▸ **DATASET RECORDS**:

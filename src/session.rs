#![cfg(feature = "std")]

//! One human player against the AI, driven by a clock.
//!
//! The session owns the match, the AI engine and an optional [`Profile`];
//! callers only pass coordinates and poll [`BattleSession::enemy_attack_step`]
//! once per frame.

use std::time::{Duration, Instant};

use log::{info, warn};
use rand::{rngs::SmallRng, SeedableRng};

use crate::ai::{AiPlayer, Difficulty};
use crate::board::FleetBoard;
use crate::game::{AttackEvent, Match, MatchResult, Side, Stats};
use crate::match_service::{MatchError, MatchService, MatchSetup};
use crate::profile::Profile;
use crate::ship::Fleet;
use crate::store::ResultStore;

/// Source of monotonic timestamps.
pub trait Clock {
    fn now(&self) -> Duration;
}

impl<C: Clock + ?Sized> Clock for &C {
    fn now(&self) -> Duration {
        (**self).now()
    }
}

/// Wall clock measured from its own creation.
#[derive(Debug, Clone, Copy)]
pub struct SystemClock {
    origin: Instant,
}

impl SystemClock {
    pub fn new() -> Self {
        Self {
            origin: Instant::now(),
        }
    }
}

impl Default for SystemClock {
    fn default() -> Self {
        Self::new()
    }
}

impl Clock for SystemClock {
    fn now(&self) -> Duration {
        self.origin.elapsed()
    }
}

pub struct BattleSession<S: ResultStore, C: Clock> {
    service: MatchService<S>,
    clock: C,
    current: Option<Match>,
    ai: Option<AiPlayer>,
    difficulty: Difficulty,
    campaign: bool,
    profile: Option<Profile>,
    last_event: Option<AttackEvent>,
    matches_started: u64,
}

impl<S: ResultStore, C: Clock> BattleSession<S, C> {
    pub fn new(service: MatchService<S>, clock: C) -> Self {
        Self {
            service,
            clock,
            current: None,
            ai: None,
            difficulty: Difficulty::default(),
            campaign: false,
            profile: None,
            last_event: None,
            matches_started: 0,
        }
    }

    /// Attach a profile that receives every finished match.
    pub fn with_profile(mut self, profile: Profile) -> Self {
        self.profile = Some(profile);
        self
    }

    pub fn profile(&self) -> Option<&Profile> {
        self.profile.as_ref()
    }

    pub fn take_profile(&mut self) -> Option<Profile> {
        self.profile.take()
    }

    pub fn service(&self) -> &MatchService<S> {
        &self.service
    }

    pub fn current(&self) -> Option<&Match> {
        self.current.as_ref()
    }

    pub fn ai(&self) -> Option<&AiPlayer> {
        self.ai.as_ref()
    }

    pub fn difficulty(&self) -> Difficulty {
        self.difficulty
    }

    /// Start a new match; the AI models the player's fleet composition.
    pub fn start(
        &mut self,
        setup: MatchSetup,
        difficulty: Difficulty,
        seed: u64,
    ) -> Result<(), MatchError> {
        let target = Fleet::new(&setup.player_fleet.fleet().ship_types());
        let ai = AiPlayer::with_difficulty(difficulty, target, seed);

        self.matches_started += 1;
        let mut m = self
            .service
            .create(&format!("match-{}", self.matches_started));
        self.service.start(&mut m, self.clock.now(), setup)?;

        info!("session: {} started against {} AI", m.id(), difficulty.name());
        self.current = Some(m);
        self.ai = Some(ai);
        self.difficulty = difficulty;
        self.campaign = false;
        self.last_event = None;
        Ok(())
    }

    /// Start with both standard fleets placed at random from `seed`.
    pub fn start_random(&mut self, difficulty: Difficulty, seed: u64) -> Result<(), MatchError> {
        let mut rng = SmallRng::seed_from_u64(seed);
        let mut player_fleet = FleetBoard::new(Fleet::standard());
        player_fleet.place_randomly(&mut rng)?;
        let mut enemy_fleet = FleetBoard::new(Fleet::standard());
        enemy_fleet.place_randomly(&mut rng)?;
        self.start(
            MatchSetup {
                player_fleet,
                enemy_fleet,
            },
            difficulty,
            seed,
        )
    }

    /// Start the next step of the attached profile's campaign.
    pub fn start_campaign_match(
        &mut self,
        setup: MatchSetup,
        seed: u64,
    ) -> Result<Difficulty, MatchError> {
        let difficulty = self
            .profile
            .as_mut()
            .and_then(|p| p.campaign_mut().next_difficulty())
            .ok_or(MatchError::MatchNotReady)?;
        self.start(setup, difficulty, seed)?;
        self.campaign = true;
        Ok(difficulty)
    }

    /// Attack the enemy board. Returns the result once the match is over.
    pub fn player_attack(
        &mut self,
        row: usize,
        col: usize,
    ) -> Result<Option<MatchResult>, MatchError> {
        let m = self.current.as_mut().ok_or(MatchError::MatchNotFound)?;
        let outcome = self.service.player_attack(m, self.clock.now(), row, col);
        self.conclude(outcome)
    }

    /// Let the AI act if its attack is due. Waiting is not an error.
    pub fn enemy_attack_step(&mut self) -> Result<Option<MatchResult>, MatchError> {
        let m = self.current.as_mut().ok_or(MatchError::MatchNotFound)?;
        let outcome = self
            .service
            .enemy_attack_step(m, self.clock.now(), self.ai.as_mut());
        match outcome {
            Err(
                MatchError::ActionNotReady
                | MatchError::NoEnemyAttackScheduled
                | MatchError::MatchNotInProgress
                | MatchError::MatchFinished,
            ) => Ok(None),
            other => self.conclude(other),
        }
    }

    pub fn stats(&self) -> Option<Stats> {
        self.current.as_ref().map(Match::stats)
    }

    pub fn winner_name(&self) -> Option<&'static str> {
        match self.current.as_ref()?.winner()? {
            Side::Player => Some("Player"),
            Side::Enemy => Some("Enemy"),
        }
    }

    pub fn last_event(&self) -> Option<&AttackEvent> {
        self.last_event.as_ref()
    }

    fn conclude(
        &mut self,
        outcome: Result<AttackEvent, MatchError>,
    ) -> Result<Option<MatchResult>, MatchError> {
        match outcome {
            Ok(ev) => {
                self.last_event = Some(ev);
                if !ev.game_over {
                    return Ok(None);
                }
                let Some(m) = self.current.as_ref() else {
                    return Err(MatchError::MatchNotFound);
                };
                let result = self.service.result_for_player(m);
                self.record(&result);
                Ok(Some(result))
            }
            Err(MatchError::ResultNotSaved { result, reason }) => {
                warn!("session: keeping result in profile only: {}", reason);
                self.record(&result);
                Err(MatchError::ResultNotSaved { result, reason })
            }
            Err(e) => Err(e),
        }
    }

    fn record(&mut self, result: &MatchResult) {
        let Some(profile) = self.profile.as_mut() else {
            return;
        };
        if self.campaign {
            profile.record_campaign(self.difficulty, result);
        } else {
            profile.record(result);
        }
    }
}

▸ **TASK OBJECTIVE**:
Set down the whole of the material, exactly.

▸ **WORKED SOLUTION**:
filename src/session.rs
#![cfg(feature = "std")]

//! One human player against the AI, driven by a clock.
//!
//! The session owns the match, the AI engine and an optional [`Profile`];
//! callers only pass coordinates and poll [`BattleSession::enemy_attack_step`]
//! once per frame.

use std::time::{Duration, Instant};

use log::{info, warn};
use rand::{rngs::SmallRng, SeedableRng};

use crate::ai::{AiPlayer, Difficulty};
use crate::board::FleetBoard;
use crate::game::{AttackEvent, Match, MatchResult, Side, Stats};
use crate::match_service::{MatchError, MatchService, MatchSetup};
use crate::profile::Profile;
use crate::ship::Fleet;
use crate::store::ResultStore;

/// Source of monotonic timestamps.
pub trait Clock {
    fn now(&self) -> Duration;
}

impl<C: Clock + ?Sized> Clock for &C {
    fn now(&self) -> Duration {
        (**self).now()
    }
}

/// Wall clock measured from its own creation.
#[derive(Debug, Clone, Copy)]
pub struct SystemClock {
    origin: Instant,
}

impl SystemClock {
    pub fn new() -> Self {
        Self {
            origin: Instant::now(),
        }
    }
}

impl Default for SystemClock {
    fn default() -> Self {
        Self::new()
    }
}

impl Clock for SystemClock {
    fn now(&self) -> Duration {
        self.origin.elapsed()
    }
}

pub struct BattleSession<S: ResultStore, C: Clock> {
    service: MatchService<S>,
    clock: C,
    current: Option<Match>,
    ai: Option<AiPlayer>,
    difficulty: Difficulty,
    campaign: bool,
    profile: Option<Profile>,
    last_event: Option<AttackEvent>,
    matches_started: u64,
}

impl<S: ResultStore, C: Clock> BattleSession<S, C> {
    pub fn new(service: MatchService<S>, clock: C) -> Self {
        Self {
            service,
            clock,
            current: None,
            ai: None,
            difficulty: Difficulty::default(),
            campaign: false,
            profile: None,
            last_event: None,
            matches_started: 0,
        }
    }

    /// Attach a profile that receives every finished match.
    pub fn with_profile(mut self, profile: Profile) -> Self {
        self.profile = Some(profile);
        self
    }

    pub fn profile(&self) -> Option<&Profile> {
        self.profile.as_ref()
    }

    pub fn take_profile(&mut self) -> Option<Profile> {
        self.profile.take()
    }

    pub fn service(&self) -> &MatchService<S> {
        &self.service
    }

    pub fn current(&self) -> Option<&Match> {
        self.current.as_ref()
    }

    pub fn ai(&self) -> Option<&AiPlayer> {
        self.ai.as_ref()
    }

    pub fn difficulty(&self) -> Difficulty {
        self.difficulty
    }

    /// Start a new match; the AI models the player's fleet composition.
    pub fn start(
        &mut self,
        setup: MatchSetup,
        difficulty: Difficulty,
        seed: u64,
    ) -> Result<(), MatchError> {
        let target = Fleet::new(&setup.player_fleet.fleet().ship_types());
        let ai = AiPlayer::with_difficulty(difficulty, target, seed);

        self.matches_started += 1;
        let mut m = self
            .service
            .create(&format!("match-{}", self.matches_started));
        self.service.start(&mut m, self.clock.now(), setup)?;

        info!("session: {} started against {} AI", m.id(), difficulty.name());
        self.current = Some(m);
        self.ai = Some(ai);
        self.difficulty = difficulty;
        self.campaign = false;
        self.last_event = None;
        Ok(())
    }

    /// Start with both standard fleets placed at random from `seed`.
    pub fn start_random(&mut self, difficulty: Difficulty, seed: u64) -> Result<(), MatchError> {
        let mut rng = SmallRng::seed_from_u64(seed);
        let mut player_fleet = FleetBoard::new(Fleet::standard());
        player_fleet.place_randomly(&mut rng)?;
        let mut enemy_fleet = FleetBoard::new(Fleet::standard());
        enemy_fleet.place_randomly(&mut rng)?;
        self.start(
            MatchSetup {
                player_fleet,
                enemy_fleet,
            },
            difficulty,
            seed,
        )
    }

    /// Start the next step of the attached profile's campaign.
    pub fn start_campaign_match(
        &mut self,
        setup: MatchSetup,
        seed: u64,
    ) -> Result<Difficulty, MatchError> {
        let difficulty = self
            .profile
            .as_mut()
            .and_then(|p| p.campaign_mut().next_difficulty())
            .ok_or(MatchError::MatchNotReady)?;
        self.start(setup, difficulty, seed)?;
        self.campaign = true;
        Ok(difficulty)
    }

    /// Attack the enemy board. Returns the result once the match is over.
    pub fn player_attack(
        &mut self,
        row: usize,
        col: usize,
    ) -> Result<Option<MatchResult>, MatchError> {
        let m = self.current.as_mut().ok_or(MatchError::MatchNotFound)?;
        let outcome = self.service.player_attack(m, self.clock.now(), row, col);
        self.conclude(outcome)
    }

    /// Let the AI act if its attack is due. Waiting is not an error.
    pub fn enemy_attack_step(&mut self) -> Result<Option<MatchResult>, MatchError> {
        let m = self.current.as_mut().ok_or(MatchError::MatchNotFound)?;
        let outcome = self
            .service
            .enemy_attack_step(m, self.clock.now(), self.ai.as_mut());
        match outcome {
            Err(
                MatchError::ActionNotReady
                | MatchError::NoEnemyAttackScheduled
                | MatchError::MatchNotInProgress
                | MatchError::MatchFinished,
            ) => Ok(None),
            other => self.conclude(other),
        }
    }

    pub fn stats(&self) -> Option<Stats> {
        self.current.as_ref().map(Match::stats)
    }

    pub fn winner_name(&self) -> Option<&'static str> {
        match self.current.as_ref()?.winner()? {
            Side::Player => Some("Player"),
            Side::Enemy => Some("Enemy"),
        }
    }

    pub fn last_event(&self) -> Option<&AttackEvent> {
        self.last_event.as_ref()
    }

    fn conclude(
        &mut self,
        outcome: Result<AttackEvent, MatchError>,
    ) -> Result<Option<MatchResult>, MatchError> {
        match outcome {
            Ok(ev) => {
                self.last_event = Some(ev);
                if !ev.game_over {
                    return Ok(None);
                }
                let Some(m) = self.current.as_ref() else {
                    return Err(MatchError::MatchNotFound);
                };
                let result = self.service.result_for_player(m);
                self.record(&result);
                Ok(Some(result))
            }
            Err(MatchError::ResultNotSaved { result, reason }) => {
                warn!("session: keeping result in profile only: {}", reason);
                self.record(&result);
                Err(MatchError::ResultNotSaved { result, reason })
            }
            Err(e) => Err(e),
        }
    }

    fn record(&mut self, result: &MatchResult) {
        let Some(profile) = self.profile.as_mut() else {
            return;
        };
        if self.campaign {
            profile.record_campaign(self.difficulty, result);
        } else {
            profile.record(result);
        }
    }
}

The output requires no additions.